One-Dimensional Conductive Metal–Organic Frameworks Enable Real-Time Chemiresistive Detection of Thermal Runaway Gases

The rapid growth of the electric vehicle industry has raised concerns about battery thermal runaway, which poses serious safety risks. Real-time detection of characteristic gases is crucial for early warning, but there is a lack of highly sensitive and selective gas-sensing materials, especially for carbon monoxide (CO) detection at room temperature in oxygen-free environments. Here, a novel one-dimensional (1D) conductive metal–organic framework (MOF) is synthesized as a highly sensitive and selective room-temperature CO gas-sensing material for battery thermal runaway detection. 1D Cu2DADHA (DADHA = 1,5-diamino-4,8-dihydroxyanthraquinone) MOF was synthesized in both powder and thin-film forms via a scalable solvothermal method and liquid–liquid interface assembly. The chemiresistive CO sensors based on Cu2DADHA exhibit the highest reported response (93.2%) to 100 ppm of CO under room-temperature, anhydrous, and oxygen-free conditions, with an ultralow detection limit of 235 ppb, high sensitivity, selectivity, and long-term stability.

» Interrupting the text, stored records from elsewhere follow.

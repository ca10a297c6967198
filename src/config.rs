// src/config.rs
//! Service configuration: TOML file (optional) overlaid with environment variables.
//!
//! Lookup order for the file:
//! 1) $INGEST_CONFIG_PATH
//! 2) config/ingest.toml
//! 3) built-in defaults
//!
//! Environment variables always win over the file.

use anyhow::{anyhow, Context, Result};
use serde::Deserialize;
use std::fs;
use std::path::{Path, PathBuf};
use std::time::Duration;

use crate::platform::Credential;

pub const ENV_CONFIG_PATH: &str = "INGEST_CONFIG_PATH";
pub const DEFAULT_CONFIG_PATH: &str = "config/ingest.toml";

#[derive(Debug, Clone, PartialEq, Eq, thiserror::Error)]
pub enum ConfigError {
    #[error("credential hosts ({hosts}) and tokens ({tokens}) must have the same length")]
    CredentialMismatch { hosts: usize, tokens: usize },
    #[error("no platform credentials configured")]
    NoCredentials,
    #[error("invalid value {value:?} for {key}: {reason}")]
    InvalidValue {
        key: String,
        value: String,
        reason: String,
    },
}

#[derive(Debug, Clone, Default, Deserialize, PartialEq)]
#[serde(default)]
pub struct Config {
    pub api: ApiConfig,
    pub mastodon: MastodonConfig,
    pub event: EventConfig,
    pub log: LogConfig,
}

#[derive(Debug, Clone, Deserialize, PartialEq)]
#[serde(default)]
pub struct ApiConfig {
    pub port: u16,
    pub writer: WriterConfig,
    pub activitypub: ActivityPubConfig,
}

impl Default for ApiConfig {
    fn default() -> Self {
        Self {
            port: 8080,
            writer: WriterConfig::default(),
            activitypub: ActivityPubConfig::default(),
        }
    }
}

#[derive(Debug, Clone, Deserialize, PartialEq)]
#[serde(default)]
pub struct WriterConfig {
    pub uri: String,
    #[serde(with = "humantime_serde")]
    pub backoff: Duration,
    pub max_retries: u8,
}

impl Default for WriterConfig {
    fn default() -> Self {
        Self {
            uri: "http://resolver:8080".to_string(),
            backoff: Duration::from_secs(10),
            max_retries: 3,
        }
    }
}

#[derive(Debug, Clone, Deserialize, PartialEq)]
#[serde(default)]
pub struct ActivityPubConfig {
    pub uri: String,
    /// Public host of the bridge, used to build interest actor addresses.
    pub host: String,
}

impl Default for ActivityPubConfig {
    fn default() -> Self {
        Self {
            uri: "http://int-activitypub:8080".to_string(),
            host: "localhost".to_string(),
        }
    }
}

#[derive(Debug, Clone, Deserialize, PartialEq)]
#[serde(default)]
pub struct MastodonConfig {
    pub hosts: Vec<String>,
    pub tokens: Vec<String>,
    pub user_agent: String,
    /// Full firehose URL; empty derives it from the first host.
    pub stream_endpoint: String,
    #[serde(with = "humantime_serde")]
    pub stream_timeout_max: Duration,
    #[serde(with = "humantime_serde")]
    pub reconnect_delay: Duration,
    #[serde(with = "humantime_serde")]
    pub request_timeout: Duration,
    pub search_limit: u32,
    pub count_min: CountMin,
}

impl Default for MastodonConfig {
    fn default() -> Self {
        Self {
            hosts: Vec::new(),
            tokens: Vec::new(),
            user_agent: "fedi-ingest".to_string(),
            stream_endpoint: String::new(),
            stream_timeout_max: Duration::from_secs(60),
            reconnect_delay: Duration::from_secs(1),
            request_timeout: Duration::from_secs(30),
            search_limit: 10,
            count_min: CountMin::default(),
        }
    }
}

#[derive(Debug, Clone, Copy, Deserialize, PartialEq, Eq)]
#[serde(default)]
pub struct CountMin {
    pub followers: u32,
    pub posts: u32,
}

impl Default for CountMin {
    fn default() -> Self {
        Self {
            followers: 10,
            posts: 10,
        }
    }
}

#[derive(Debug, Clone, Deserialize, PartialEq)]
#[serde(default)]
pub struct EventConfig {
    #[serde(rename = "type")]
    pub kind: String,
}

impl Default for EventConfig {
    fn default() -> Self {
        Self {
            kind: "com_mastodon_status_v1".to_string(),
        }
    }
}

#[derive(Debug, Clone, Deserialize, PartialEq)]
#[serde(default)]
pub struct LogConfig {
    /// `EnvFilter` directive, e.g. `info` or `fedi_ingest=debug,warn`.
    pub level: String,
}

impl Default for LogConfig {
    fn default() -> Self {
        Self {
            level: "info".to_string(),
        }
    }
}

impl Config {
    /// File (if any) + process environment, validated.
    pub fn load_default() -> Result<Self> {
        let mut cfg = match std::env::var(ENV_CONFIG_PATH) {
            Ok(p) => {
                let pb = PathBuf::from(p);
                if !pb.exists() {
                    return Err(anyhow!("{ENV_CONFIG_PATH} points to non-existent path"));
                }
                Self::load_from(&pb)?
            }
            Err(_) => {
                let p = PathBuf::from(DEFAULT_CONFIG_PATH);
                if p.exists() {
                    Self::load_from(&p)?
                } else {
                    Self::default()
                }
            }
        };
        cfg.apply_env(|k| std::env::var(k).ok())?;
        cfg.validate()?;
        Ok(cfg)
    }

    pub fn load_from(path: &Path) -> Result<Self> {
        let content = fs::read_to_string(path)
            .with_context(|| format!("reading config from {}", path.display()))?;
        toml::from_str(&content).with_context(|| format!("parsing config {}", path.display()))
    }

    /// Overlays values found through `get` (the process environment in production).
    pub fn apply_env<F>(&mut self, get: F) -> Result<(), ConfigError>
    where
        F: Fn(&str) -> Option<String>,
    {
        let get = |k: &str| get(k).filter(|v| !v.trim().is_empty());

        if let Some(v) = get("API_PORT") {
            self.api.port = parse_num("API_PORT", &v)?;
        }
        if let Some(v) = get("API_WRITER_URI") {
            self.api.writer.uri = v;
        }
        if let Some(v) = get("API_WRITER_BACKOFF") {
            self.api.writer.backoff = parse_duration_key("API_WRITER_BACKOFF", &v)?;
        }
        if let Some(v) = get("API_WRITER_MAX_RETRIES") {
            self.api.writer.max_retries = parse_num("API_WRITER_MAX_RETRIES", &v)?;
        }
        if let Some(v) = get("API_ACTIVITYPUB_URI") {
            self.api.activitypub.uri = v;
        }
        if let Some(v) = get("API_ACTIVITYPUB_HOST") {
            self.api.activitypub.host = v;
        }
        if let Some(v) = get("API_MASTODON_CLIENT_HOSTS") {
            self.mastodon.hosts = split_list(&v);
        }
        if let Some(v) = get("API_MASTODON_CLIENT_TOKENS") {
            self.mastodon.tokens = split_list(&v);
        }
        if let Some(v) = get("API_MASTODON_USER_AGENT") {
            self.mastodon.user_agent = v;
        }
        if let Some(v) = get("API_MASTODON_ENDPOINT_STREAM") {
            self.mastodon.stream_endpoint = v;
        }
        if let Some(v) = get("API_MASTODON_STREAM_TIMEOUT_MAX") {
            self.mastodon.stream_timeout_max =
                parse_duration_key("API_MASTODON_STREAM_TIMEOUT_MAX", &v)?;
        }
        if let Some(v) = get("API_MASTODON_SEARCH_LIMIT") {
            self.mastodon.search_limit = parse_num("API_MASTODON_SEARCH_LIMIT", &v)?;
        }
        if let Some(v) = get("API_MASTODON_COUNT_MIN_FOLLOWERS") {
            self.mastodon.count_min.followers = parse_num("API_MASTODON_COUNT_MIN_FOLLOWERS", &v)?;
        }
        if let Some(v) = get("API_MASTODON_COUNT_MIN_POSTS") {
            self.mastodon.count_min.posts = parse_num("API_MASTODON_COUNT_MIN_POSTS", &v)?;
        }
        if let Some(v) = get("API_EVENT_TYPE") {
            self.event.kind = v;
        }
        if let Some(v) = get("LOG_LEVEL") {
            self.log.level = v;
        }
        Ok(())
    }

    /// Misaligned credentials are fatal: the service refuses to start.
    pub fn validate(&self) -> Result<(), ConfigError> {
        let m = &self.mastodon;
        if m.hosts.len() != m.tokens.len() {
            return Err(ConfigError::CredentialMismatch {
                hosts: m.hosts.len(),
                tokens: m.tokens.len(),
            });
        }
        Ok(())
    }

    /// Host/token pairs in configured order.
    pub fn credentials(&self) -> Result<Vec<Credential>, ConfigError> {
        self.validate()?;
        let m = &self.mastodon;
        if m.hosts.is_empty() {
            return Err(ConfigError::NoCredentials);
        }
        Ok(m.hosts
            .iter()
            .zip(&m.tokens)
            .map(|(h, t)| Credential::new(h.clone(), t.clone()))
            .collect())
    }
}

fn split_list(s: &str) -> Vec<String> {
    s.split(',')
        .map(str::trim)
        .filter(|v| !v.is_empty())
        .map(str::to_string)
        .collect()
}

fn parse_num<T: std::str::FromStr>(key: &str, v: &str) -> Result<T, ConfigError>
where
    T::Err: std::fmt::Display,
{
    v.trim().parse::<T>().map_err(|e| ConfigError::InvalidValue {
        key: key.to_string(),
        value: v.to_string(),
        reason: e.to_string(),
    })
}

fn parse_duration_key(key: &str, v: &str) -> Result<Duration, ConfigError> {
    humantime::parse_duration(v.trim()).map_err(|e| ConfigError::InvalidValue {
        key: key.to_string(),
        value: v.to_string(),
        reason: e.to_string(),
    })
}

/// `500ms`, `10s`, `1m`, `2h` (any `humantime` form) in config files.
mod humantime_serde {
    use std::time::Duration;

    use serde::{Deserialize, Deserializer};

    pub fn deserialize<'de, D>(deserializer: D) -> Result<Duration, D::Error>
    where
        D: Deserializer<'de>,
    {
        let s = String::deserialize(deserializer)?;
        humantime::parse_duration(s.trim()).map_err(serde::de::Error::custom)
    }
}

Mechanistic studies indicate that CO coordinates with Cu sites, inducing charge transfer and producing a detectable electrical response. An integrated wireless sensor module based on Cu2DADHA enables real-time CO monitoring in simulated battery cells, with Bluetooth-based data transmission to mobile devices, offering a promising approach for early warning detection of battery thermal runaway in applications.